Por outro lado, é a ideia de que um dia iremos partir que nos permite organizar. Tudo tem um tempo, a seu tempo. Se nunca morrêssemos, havia merdas que nunca faríamos. Com tanto tempo livre não teríamos pressa para nada! Tipo, uns casariam aos 15, outros aos 50, outros aos 125 anos! As festas de casamento pareceriam os concertos transgeracionais dos Stones! Assim não! Temos que acelerar, pois nunca se sabe se vamos ter o tempo que precisamos.

Portanto, a ciência da vida, se ela existir, é muito menos complexa do que o que parece – resumindo será viver o dia a dia, apesar da nossa finitude, e fazer desse quotidiano uma marca. A nossa marca! Construir dia após dia algo de verdadeiramente significativo, marcante e engrandecedor da nossa condição de animais efémeros. No fundo deixar a nossa pegada! Esclarecer, através desse percurso, como gostaríamos de ser lembrados pelos demais depois da nossa partida.

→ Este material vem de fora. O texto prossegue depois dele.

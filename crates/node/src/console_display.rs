//! Display de caracteres emulado no terminal.
//!
//! Reproduz a geometria do OLED 128x64 (fonte 6x10): cada frame tem sempre
//! o mesmo número de linhas e colunas; texto excedente é cortado.

use crate::ports::DisplayDriver;
use power_core::config::DisplayConfig;
use power_core::error::DisplayFault;
use std::io::Write;

pub struct ConsoleDisplay<W> {
    out: W,
    columns: usize,
    rows: usize,
}

impl<W: Write + Send> ConsoleDisplay<W> {
    pub fn new(out: W, config: &DisplayConfig) -> Self {
        Self {
            out,
            columns: config.columns(),
            rows: config.rows(),
        }
    }

    #[cfg(test)]
    fn output(&self) -> &W {
        &self.out
    }

    /// Monta o frame completo: `rows` linhas de exatamente `columns` chars.
    fn frame(&self, lines: &[String]) -> String {
        let border = "─".repeat(self.columns);
        let mut frame = format!("┌{border}┐\n");
        for row in 0..self.rows {
            let text: String = lines
                .get(row)
                .map(|l| l.chars().take(self.columns).collect())
                .unwrap_or_default();
            frame.push_str(&format!("│{text:<width$}│\n", width = self.columns));
        }
        frame.push_str(&format!("└{border}┘\n"));
        frame
    }
}

impl<W: Write + Send> DisplayDriver for ConsoleDisplay<W> {
    fn render(&mut self, lines: &[String]) -> Result<(), DisplayFault> {
        let frame = self.frame(lines);
        self.out.write_all(frame.as_bytes())?;
        self.out.flush()?;
        Ok(())
    }
}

O que gostaríamos nós de ter inscrito na lápide da nossa sepultura? “Aqui jaz um gajo porreiro, amigo do seu amigo”, ou simplesmente “aqui jaz um camelo, um grande filho da puta”?

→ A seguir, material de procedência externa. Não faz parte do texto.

//! INA219 via driver `ina2xx` do kernel Linux (hwmon).
//!
//! Com o chip declarado no device tree, o kernel expõe em
//! `/sys/class/hwmon/hwmonN/`:
//! - `curr1_input` – corrente (mA)
//! - `in0_input` – tensão do shunt (mV)
//! - `in1_input` – tensão do barramento (mV)

use crate::ports::SensorDriver;
use power_core::RawSample;
use power_core::error::{InitFault, SensorFault};
use std::path::{Path, PathBuf};
use tracing::{debug, info, warn};

const CURRENT_FILE: &str = "curr1_input";
const SHUNT_FILE: &str = "in0_input";
const BUS_FILE: &str = "in1_input";

/// Nomes de chip aceitos no arquivo `name`.
const KNOWN_CHIPS: [&str; 4] = ["ina219", "ina220", "ina226", "ina2xx"];

pub struct HwmonSensor {
    dir: PathBuf,
}

impl HwmonSensor {
    /// Verifica o diretório hwmon e os três atributos necessários.
    pub fn open(dir: impl AsRef<Path>) -> Result<Self, InitFault> {
        let dir = dir.as_ref().to_path_buf();

        for file in [CURRENT_FILE, SHUNT_FILE, BUS_FILE] {
            if !dir.join(file).exists() {
                return Err(InitFault::Sensor(format!(
                    "{} sem atributo {file}",
                    dir.display()
                )));
            }
        }

        match std::fs::read_to_string(dir.join("name")) {
            Ok(name) if KNOWN_CHIPS.contains(&name.trim()) => {
                info!("✓ Sensor hwmon: {} em {}", name.trim(), dir.display());
            }
            Ok(name) => warn!("Chip hwmon inesperado {:?} em {}", name.trim(), dir.display()),
            Err(_) => warn!("{} sem arquivo 'name'", dir.display()),
        }

        Ok(Self { dir })
    }

    fn read_attr(&self, file: &str) -> Result<f64, SensorFault> {
        let text = std::fs::read_to_string(self.dir.join(file))?;
        text.trim()
            .parse::<i64>()
            .map(|v| v as f64)
            .map_err(|e| SensorFault::InvalidData(format!("{file} = {:?}: {e}", text.trim())))
    }
}

impl SensorDriver for HwmonSensor {
    fn read(&mut self) -> Result<RawSample, SensorFault> {
        let current_ma = self.read_attr(CURRENT_FILE)?;
        let shunt_mv = self.read_attr(SHUNT_FILE)?;
        let bus_mv = self.read_attr(BUS_FILE)?;
        debug!("hwmon: {current_ma} mA | shunt {shunt_mv} mV | bus {bus_mv} mV");

        Ok(RawSample::new(current_ma * 1000.0, bus_mv / 1000.0, shunt_mv))
    }
}

#[cfg(test)]
mod tests {
    use super::*;
    use std::fs;

    /// Diretório hwmon falso em /tmp, único por teste.
    fn fake_hwmon(tag: &str, files: &[(&str, &str)]) -> PathBuf {
        let dir = std::env::temp_dir().join(format!("power_node_hwmon_{tag}_{}", std::process::id()));
        let _ = fs::remove_dir_all(&dir);
        fs::create_dir_all(&dir).unwrap();
        for (name, content) in files {
            fs::write(dir.join(name), content).unwrap();
        }
        dir
    }

    #[test]
    fn reads_and_converts_units() {
        let dir = fake_hwmon(
            "ok",
            &[
                ("name", "ina219\n"),
                (CURRENT_FILE, "12\n"),
                (SHUNT_FILE, "10\n"),
                (BUS_FILE, "5000\n"),
            ],
        );
        let mut sensor = HwmonSensor::open(&dir).unwrap();
        let sample = sensor.read().unwrap();
        assert_eq!(sample, RawSample::new(12_000.0, 5.0, 10.0));
        let _ = fs::remove_dir_all(&dir);
    }

    #[test]
    fn missing_attribute_is_init_fault() {
        let dir = fake_hwmon("missing", &[("name", "ina219\n"), (CURRENT_FILE, "1\n")]);
        assert!(matches!(HwmonSensor::open(&dir), Err(InitFault::Sensor(_))));
        let _ = fs::remove_dir_all(&dir);
    }

    #[test]
    fn garbage_value_is_invalid_data() {
        let dir = fake_hwmon(
            "garbage",
            &[(CURRENT_FILE, "abc\n"), (SHUNT_FILE, "0\n"), (BUS_FILE, "0\n")],
        );
        let mut sensor = HwmonSensor::open(&dir).unwrap();
        assert!(matches!(sensor.read(), Err(SensorFault::InvalidData(_))));
        let _ = fs::remove_dir_all(&dir);
    }

    #[test]
    fn vanished_device_is_bus_fault() {
        let dir = fake_hwmon(
            "vanished",
            &[(CURRENT_FILE, "1\n"), (SHUNT_FILE, "0\n"), (BUS_FILE, "0\n")],
        );
        let mut sensor = HwmonSensor::open(&dir).unwrap();
        fs::remove_dir_all(&dir).unwrap();
        assert!(matches!(sensor.read(), Err(SensorFault::Bus(_))));
    }
}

No meu caso, não tenho nenhuma pressa para morrer! Poderia até afirmar que se fosse alterada esta regra de todos terem um dia que falecer, eu próprio, que até conheço um gajo que conhece outro que é amigo do primo da mulher do presidente de um organismo que tutela estas merdas, meteria uma cunha para andar ai a passear os esqueleto pela eternidade! A fazer companhia aos ricos gordos! Mas não!

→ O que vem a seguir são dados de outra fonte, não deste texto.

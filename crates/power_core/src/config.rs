//! Configuração unificada via TOML.
//!
//! Um único `power_node.toml` ao lado do executável. Campos ausentes usam
//! os valores padrão; credenciais podem vir de variáveis de ambiente para
//! não ficarem gravadas no arquivo.

use serde::{Deserialize, Serialize};
use std::net::{IpAddr, SocketAddr};
use std::path::{Path, PathBuf};
use std::time::Duration;
use tracing::{info, warn};

/// Variável de ambiente que sobrescreve `publisher.username`.
pub const ENV_USERNAME: &str = "POWER_NODE_USERNAME";

/// Variável de ambiente que sobrescreve `publisher.key`.
pub const ENV_KEY: &str = "POWER_NODE_KEY";

/// Maior timeout HTTP aceito (segundos).
pub const MAX_HTTP_TIMEOUT_SECS: f64 = 300.0;

/// Fontes de sensor aceitas em `sensor.source`.
pub const SENSOR_SOURCES: [&str; 2] = ["simulated", "hwmon"];

/// Cadência do loop de amostragem.
#[derive(Debug, Clone, Serialize, Deserialize)]
#[serde(default)]
pub struct SamplingConfig {
    /// Intervalo entre ciclos em segundos
    pub interval_secs: f64,
}

impl Default for SamplingConfig {
    fn default() -> Self {
        Self { interval_secs: 5.0 }
    }
}

impl SamplingConfig {
    /// Faixa aceita para `interval_secs`.
    pub const INTERVAL_RANGE: std::ops::RangeInclusive<f64> = 0.1..=3600.0;

    /// `None` fora de [`Self::INTERVAL_RANGE`] (inclui NaN e infinito).
    pub fn interval(&self) -> Option<Duration> {
        Self::INTERVAL_RANGE
            .contains(&self.interval_secs)
            .then(|| Duration::from_secs_f64(self.interval_secs))
    }
}

/// Endpoint HTTP de uma conexão por vez.
#[derive(Debug, Clone, Serialize, Deserialize)]
#[serde(default)]
pub struct HttpConfig {
    /// IP local para bind ("0.0.0.0" = todas as interfaces)
    pub bind_ip: String,
    /// Porta TCP
    pub port: u16,
    /// Backlog do listen
    pub backlog: u32,
    /// Timeout de leitura da requisição (segundos)
    pub read_timeout_secs: f64,
    /// Timeout de escrita da resposta (segundos)
    pub write_timeout_secs: f64,
    /// Tamanho máximo do cabeçalho da requisição
    pub max_request_bytes: usize,
}

impl Default for HttpConfig {
    fn default() -> Self {
        Self {
            bind_ip: "0.0.0.0".into(),
            port: 80,
            backlog: 1,
            read_timeout_secs: 2.0,
            write_timeout_secs: 2.0,
            max_request_bytes: 2048,
        }
    }
}

impl HttpConfig {
    pub fn bind_addr(&self) -> Option<SocketAddr> {
        let ip: IpAddr = self.bind_ip.parse().ok()?;
        Some(SocketAddr::new(ip, self.port))
    }

    /// Tempo total para receber o cabeçalho da requisição.
    ///
    /// `None` para valores que não formam um timeout de socket (zero,
    /// negativo, NaN, infinito ou acima de [`MAX_HTTP_TIMEOUT_SECS`]).
    pub fn read_timeout(&self) -> Option<Duration> {
        socket_timeout(self.read_timeout_secs)
    }

    pub fn write_timeout(&self) -> Option<Duration> {
        socket_timeout(self.write_timeout_secs)
    }
}

fn socket_timeout(secs: f64) -> Option<Duration> {
    if secs > MAX_HTTP_TIMEOUT_SECS {
        return None;
    }
    Duration::try_from_secs_f64(secs)
        .ok()
        .filter(|d| !d.is_zero())
}

/// Display OLED (emulado em texto).
#[derive(Debug, Clone, Serialize, Deserialize)]
#[serde(default)]
pub struct DisplayConfig {
    pub enabled: bool,
    /// Largura em pixels
    pub width_px: u32,
    /// Altura em pixels
    pub height_px: u32,
}

impl Default for DisplayConfig {
    fn default() -> Self {
        Self {
            enabled: true,
            width_px: 128,
            height_px: 64,
        }
    }
}

impl DisplayConfig {
    /// Largura de um caractere da fonte embutida (px)
    pub const GLYPH_WIDTH_PX: u32 = 6;
    /// Altura de uma linha de texto (px)
    pub const LINE_HEIGHT_PX: u32 = 10;

    pub fn columns(&self) -> usize {
        (self.width_px / Self::GLYPH_WIDTH_PX) as usize
    }

    pub fn rows(&self) -> usize {
        (self.height_px / Self::LINE_HEIGHT_PX) as usize
    }
}

/// Origem das leituras de corrente/tensão.
#[derive(Debug, Clone, Serialize, Deserialize)]
#[serde(default)]
pub struct SensorConfig {
    /// "simulated" ou "hwmon"
    pub source: String,
    /// Diretório hwmon do driver ina2xx
    pub hwmon_path: String,
    /// Corrente base do sensor simulado (µA)
    pub sim_current_ua: f64,
    /// Tensão de barramento do sensor simulado (V)
    pub sim_bus_voltage_v: f64,
    /// Tensão de shunt do sensor simulado (mV)
    pub sim_shunt_voltage_mv: f64,
}

impl Default for SensorConfig {
    fn default() -> Self {
        Self {
            source: "simulated".into(),
            hwmon_path: "/sys/class/hwmon/hwmon0".into(),
            sim_current_ua: 100.0,
            sim_bus_voltage_v: 5.0,
            sim_shunt_voltage_mv: 10.0,
        }
    }
}

/// Publicação no broker MQTT (Adafruit IO por padrão).
#[derive(Debug, Clone, Serialize, Deserialize)]
#[serde(default)]
pub struct PublisherConfig {
    pub enabled: bool,
    /// Host do broker
    pub broker_host: String,
    /// Porta TCP do broker (1883 = MQTT sem TLS)
    pub port: u16,
    /// Client id apresentado no CONNECT
    pub client_id: String,
    /// Usuário do broker, também prefixo dos tópicos (`usuario/feeds/canal`)
    pub username: String,
    /// Chave/senha do broker. Prefira `POWER_NODE_KEY` a gravá-la aqui
    pub key: String,
    /// Keep-alive do MQTT (segundos)
    pub keep_alive_secs: u64,
    /// Mensagens aguardando o event loop antes de recusar novas
    pub queue_capacity: usize,
}

impl Default for PublisherConfig {
    fn default() -> Self {
        Self {
            enabled: true,
            broker_host: "io.adafruit.com".into(),
            port: 1883,
            client_id: "power-node".into(),
            username: String::new(),
            key: String::new(),
            keep_alive_secs: 60,
            queue_capacity: 10,
        }
    }
}

impl PublisherConfig {
    /// Faixa de keep-alive aceita pelo cliente MQTT (campo de 16 bits).
    pub const KEEP_ALIVE_RANGE: std::ops::RangeInclusive<u64> = 5..=u16::MAX as u64;

    pub fn keep_alive(&self) -> Duration {
        Duration::from_secs(self.keep_alive_secs)
    }

    /// Client id não vazio e sem espaço inicial (exigência do cliente MQTT).
    pub fn client_id_is_valid(&self) -> bool {
        !self.client_id.is_empty() && !self.client_id.starts_with(char::is_whitespace)
    }

    pub fn has_credentials(&self) -> bool {
        !self.username.is_empty() && !self.key.is_empty()
    }
}

/// Configuração raiz do nó.
#[derive(Debug, Clone, Default, Serialize, Deserialize)]
#[serde(default)]
pub struct NodeConfig {
    pub sampling: SamplingConfig,
    pub http: HttpConfig,
    pub display: DisplayConfig,
    pub sensor: SensorConfig,
    pub publisher: PublisherConfig,
}

impl NodeConfig {
    /// Carrega configuração de um arquivo TOML.
    pub fn load(path: &Path) -> Self {
        if path.exists() {
            match std::fs::read_to_string(path) {
                Ok(content) => match toml::from_str::<NodeConfig>(&content) {
                    Ok(config) => {
                        info!("Configuração carregada de {}", path.display());
                        return config;
                    }
                    Err(e) => {
                        warn!("Erro ao parsear {}: {}", path.display(), e);
                    }
                },
                Err(e) => {
                    warn!("Erro ao ler {}: {}", path.display(), e);
                }
            }
        }

        info!("Usando configuração padrão");
        NodeConfig::default()
    }

    /// Salva configuração em arquivo TOML.
    pub fn save(&self, path: &Path) -> Result<(), String> {
        let content = toml::to_string_pretty(self).map_err(|e| e.to_string())?;
        std::fs::write(path, content).map_err(|e| e.to_string())?;
        info!("Configuração salva em {}", path.display());
        Ok(())
    }

    /// Retorna o caminho padrão do power_node.toml.
    pub fn default_path() -> PathBuf {
        let exe_dir = std::env::current_exe()
            .map(|p| p.parent().unwrap_or(Path::new(".")).to_path_buf())
            .unwrap_or_else(|_| PathBuf::from("."));
        exe_dir.join("power_node.toml")
    }

    /// Aplica sobrescritas do ambiente do processo.
    pub fn apply_env(&mut self) {
        self.apply_overrides(|key| std::env::var(key).ok());
    }

    /// Aplica sobrescritas a partir de um lookup arbitrário.
    pub fn apply_overrides(&mut self, lookup: impl Fn(&str) -> Option<String>) {
        if let Some(username) = lookup(ENV_USERNAME).filter(|u| !u.is_empty()) {
            info!("Usuário de telemetria definido por {ENV_USERNAME}");
            self.publisher.username = username;
        }
        if let Some(key) = lookup(ENV_KEY).filter(|k| !k.is_empty()) {
            info!("Chave do broker definida por {ENV_KEY}");
            self.publisher.key = key;
        }
    }

    /// Valida a configuração e retorna lista de erros.
    pub fn validate(&self) -> Vec<String> {
        let mut errors = Vec::new();

        if self.sampling.interval().is_none() {
            errors.push(format!(
                "Intervalo de amostragem inválido: {} (0.1–3600.0)",
                self.sampling.interval_secs
            ));
        }

        if self.http.port == 0 {
            errors.push("Porta HTTP não pode ser 0".into());
        }
        if self.http.bind_addr().is_none() {
            errors.push(format!("IP de bind HTTP inválido: {:?}", self.http.bind_ip));
        }
        if self.http.backlog == 0 {
            errors.push("Backlog HTTP não pode ser 0".into());
        }
        if self.http.read_timeout().is_none() || self.http.write_timeout().is_none() {
            errors.push(format!(
                "Timeouts HTTP inválidos: leitura {}, escrita {} (0–{MAX_HTTP_TIMEOUT_SECS}s, exclusivo em 0)",
                self.http.read_timeout_secs, self.http.write_timeout_secs
            ));
        }
        if self.http.max_request_bytes < 16 {
            errors.push(format!(
                "max_request_bytes muito pequeno: {}",
                self.http.max_request_bytes
            ));
        }

        if self.display.enabled && (self.display.columns() == 0 || self.display.rows() < 2) {
            errors.push(format!(
                "Display {}x{} não comporta duas linhas",
                self.display.width_px, self.display.height_px
            ));
        }

        if !SENSOR_SOURCES.contains(&self.sensor.source.as_str()) {
            errors.push(format!(
                "Fonte de sensor desconhecida: {:?} (use {})",
                self.sensor.source,
                SENSOR_SOURCES.join(" ou ")
            ));
        }

        if self.publisher.enabled {
            let publisher = &self.publisher;
            if publisher.broker_host.trim().is_empty() {
                errors.push("Host do broker MQTT não pode ser vazio".into());
            }
            if publisher.port == 0 {
                errors.push("Porta do broker MQTT não pode ser 0".into());
            }
            if !publisher.client_id_is_valid() {
                errors.push(format!("client_id MQTT inválido: {:?}", publisher.client_id));
            }
            if !PublisherConfig::KEEP_ALIVE_RANGE.contains(&publisher.keep_alive_secs) {
                errors.push(format!(
                    "Keep-alive MQTT inválido: {} (5–65535)",
                    publisher.keep_alive_secs
                ));
            }
            if publisher.queue_capacity == 0 {
                errors.push("queue_capacity do publicador não pode ser 0".into());
            }
        }

        errors
    }
}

Então, sem tempo para enriquecer, só me resta a defesa intransigente de alguns pilares fundamentais à minha realização pessoal, a saber - a defesa do conceito e do valor da família, os valores e os princípios que me foram transmitidos pelos meus pais, a amizade em elevado grau de pureza e a construção de um sonho -  fazer vinhos. Isto claro está, para além de outras miudezas! Importa aqui, por agora, clarificar esta questão do vinho.

Esta aventura iniciou-se no concreto no ano de 2006 com a produção do meu primeiro vinho a que chamei “Primeira Água”, a partir de uvas compradas na região do Dão. Mas se o primeiro vinho apenas surgiu nessa altura, ele só foi possível, porque vinha crescendo em mim, desde há alguns anos, um chamamento, um apelo pela terra.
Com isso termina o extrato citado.